> [REQUIREMENT] Please return every line in the entries below with the word "find" in it.

> [DATA SHOWN]
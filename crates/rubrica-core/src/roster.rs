//! Teachers, courses, groups and the students and notas inside groups
//!
//! These are plain records joined by identifier. The store loads them with
//! explicit lookups; nothing here holds a live reference to another record.

use chrono::{DateTime, NaiveDate, Utc};
use serde::{Deserialize, Serialize};

use crate::error::{RubricaError, Result};
use crate::rubric::Topic;

/// A registered teacher (password material never leaves the store)
#[derive(Debug, Clone, PartialEq, Eq, Serialize, Deserialize)]
pub struct Teacher {
    pub id: String,
    pub email: String,
    pub created: DateTime<Utc>,
}

/// Membership of a teacher in a course
#[derive(Debug, Clone, PartialEq, Eq, Serialize, Deserialize)]
pub struct CourseMember {
    pub teacher_id: String,
    pub email: String,
    pub moderator: bool,
}

/// Request to add a teacher to a course by email
#[derive(Debug, Clone, PartialEq, Eq, Serialize, Deserialize)]
pub struct MemberRequest {
    #[serde(alias = "correo")]
    pub email: String,
    #[serde(default, alias = "moderador")]
    pub moderator: bool,
}

#[derive(Debug, Clone, PartialEq, Serialize, Deserialize)]
pub struct Course {
    pub id: String,
    pub name: String,
    pub icon: String,
    pub teachers: Vec<CourseMember>,
    pub group_ids: Vec<String>,
    pub guide_rubric_ids: Vec<String>,
}

impl Course {
    pub fn member(&self, teacher_id: &str) -> Option<&CourseMember> {
        self.teachers.iter().find(|m| m.teacher_id == teacher_id)
    }

    pub fn is_moderator(&self, teacher_id: &str) -> bool {
        self.member(teacher_id).is_some_and(|m| m.moderator)
    }
}

/// One recorded grade of a student
#[derive(Debug, Clone, PartialEq, Serialize, Deserialize)]
pub struct Calificacion {
    pub rubric_id: String,
    /// Nota the grade was submitted under
    #[serde(default, skip_serializing_if = "Option::is_none")]
    pub nota_number: Option<u32>,
    pub recorded: DateTime<Utc>,
    /// Rubric roll-up before the nota percentage
    pub raw_score: f64,
    /// Weighted contribution to the average
    pub final_score: f64,
    /// Filled topics as submitted
    pub topics: Vec<Topic>,
    #[serde(default)]
    pub remarks: String,
}

#[derive(Debug, Clone, PartialEq, Serialize, Deserialize)]
pub struct Student {
    pub name: String,
    pub email: String,
    pub average: f64,
    #[serde(default)]
    pub calificaciones: Vec<Calificacion>,
}

impl Student {
    pub fn new(name: impl Into<String>, email: impl Into<String>) -> Self {
        Self {
            name: name.into(),
            email: email.into(),
            average: 0.0,
            calificaciones: Vec::new(),
        }
    }

    pub fn grade_for(&self, rubric_id: &str) -> Option<&Calificacion> {
        self.calificaciones.iter().find(|c| c.rubric_id == rubric_id)
    }
}

/// Student input for group creation and enrolment
#[derive(Debug, Clone, PartialEq, Eq, Serialize, Deserialize)]
pub struct NewStudent {
    #[serde(alias = "nombre")]
    pub name: String,
    #[serde(alias = "correo")]
    pub email: String,
}

/// A scheduled grading event of a group
#[derive(Debug, Clone, PartialEq, Serialize, Deserialize)]
pub struct Nota {
    pub number: u32,
    pub rubric_id: String,
    pub date: NaiveDate,
    pub percentage: f64,
}

/// Input for nota creation; every field is required
#[derive(Debug, Clone, Default, Serialize, Deserialize)]
pub struct NewNota {
    #[serde(default, alias = "numero")]
    pub number: Option<u32>,
    #[serde(default, alias = "rubrica")]
    pub rubric_id: Option<String>,
    #[serde(default, alias = "fecha")]
    pub date: Option<String>,
    #[serde(default, alias = "porcentaje")]
    pub percentage: Option<f64>,
}

impl NewNota {
    /// Check presence and ranges, returning the parsed nota
    pub fn validate(&self) -> Result<Nota> {
        let number = self.number.ok_or_else(|| RubricaError::missing_field("number"))?;
        if number == 0 {
            crate::bail_invalid!("nota number", number);
        }

        let rubric_id = self
            .rubric_id
            .as_deref()
            .filter(|s| !s.trim().is_empty())
            .ok_or_else(|| RubricaError::missing_field("rubric"))?
            .to_string();

        let date_str = self
            .date
            .as_deref()
            .filter(|s| !s.trim().is_empty())
            .ok_or_else(|| RubricaError::missing_field("date"))?;
        let date = parse_date(date_str)?;

        let percentage = self
            .percentage
            .ok_or_else(|| RubricaError::missing_field("percentage"))?;
        let percentage = crate::grading::validate_percentage(percentage)?;

        Ok(Nota {
            number,
            rubric_id,
            date,
            percentage,
        })
    }
}

/// Accepts `YYYY-MM-DD` or a full RFC 3339 timestamp
pub fn parse_date(s: &str) -> Result<NaiveDate> {
    if let Ok(date) = NaiveDate::parse_from_str(s, "%Y-%m-%d") {
        return Ok(date);
    }
    DateTime::parse_from_rfc3339(s)
        .map(|dt| dt.date_naive())
        .map_err(|_| RubricaError::invalid_value("date", s))
}

#[derive(Debug, Clone, PartialEq, Serialize, Deserialize)]
pub struct Group {
    pub id: String,
    pub course_id: String,
    pub name: String,
    pub teacher_id: String,
    pub students: Vec<Student>,
    pub rubric_ids: Vec<String>,
    pub notas: Vec<Nota>,
}

impl Group {
    pub fn student(&self, email: &str) -> Option<&Student> {
        self.students.iter().find(|s| s.email == email)
    }

    pub fn nota(&self, number: u32) -> Option<&Nota> {
        self.notas.iter().find(|n| n.number == number)
    }

    /// Sum of the percentages of all notas
    pub fn total_percentage(&self) -> f64 {
        crate::grading::round2(self.notas.iter().map(|n| n.percentage).sum())
    }
}

/// Per-student view of a group's grades
#[derive(Debug, Clone, PartialEq, Serialize, Deserialize)]
pub struct GradeSummary {
    pub group_id: String,
    pub total_percentage: f64,
    pub students: Vec<StudentSummary>,
}

#[derive(Debug, Clone, PartialEq, Serialize, Deserialize)]
pub struct StudentSummary {
    pub email: String,
    pub name: String,
    pub average: f64,
    /// (nota number, weighted final) for every graded nota
    pub finals: Vec<(u32, f64)>,
}

impl GradeSummary {
    pub fn from_group(group: &Group) -> Self {
        let students = group
            .students
            .iter()
            .map(|student| StudentSummary {
                email: student.email.clone(),
                name: student.name.clone(),
                average: student.average,
                finals: group
                    .notas
                    .iter()
                    .filter_map(|nota| {
                        student
                            .grade_for(&nota.rubric_id)
                            .map(|c| (nota.number, c.final_score))
                    })
                    .collect(),
            })
            .collect();

        Self {
            group_id: group.id.clone(),
            total_percentage: group.total_percentage(),
            students,
        }
    }
}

> [ANSWER TO THE PROBLEM]
        self.teachers.iter().find(|m| m.teacher_id == teacher_id)
        self.calificaciones.iter().find(|c| c.rubric_id == rubric_id)
        self.students.iter().find(|s| s.email == email)
        self.notas.iter().find(|n| n.number == number)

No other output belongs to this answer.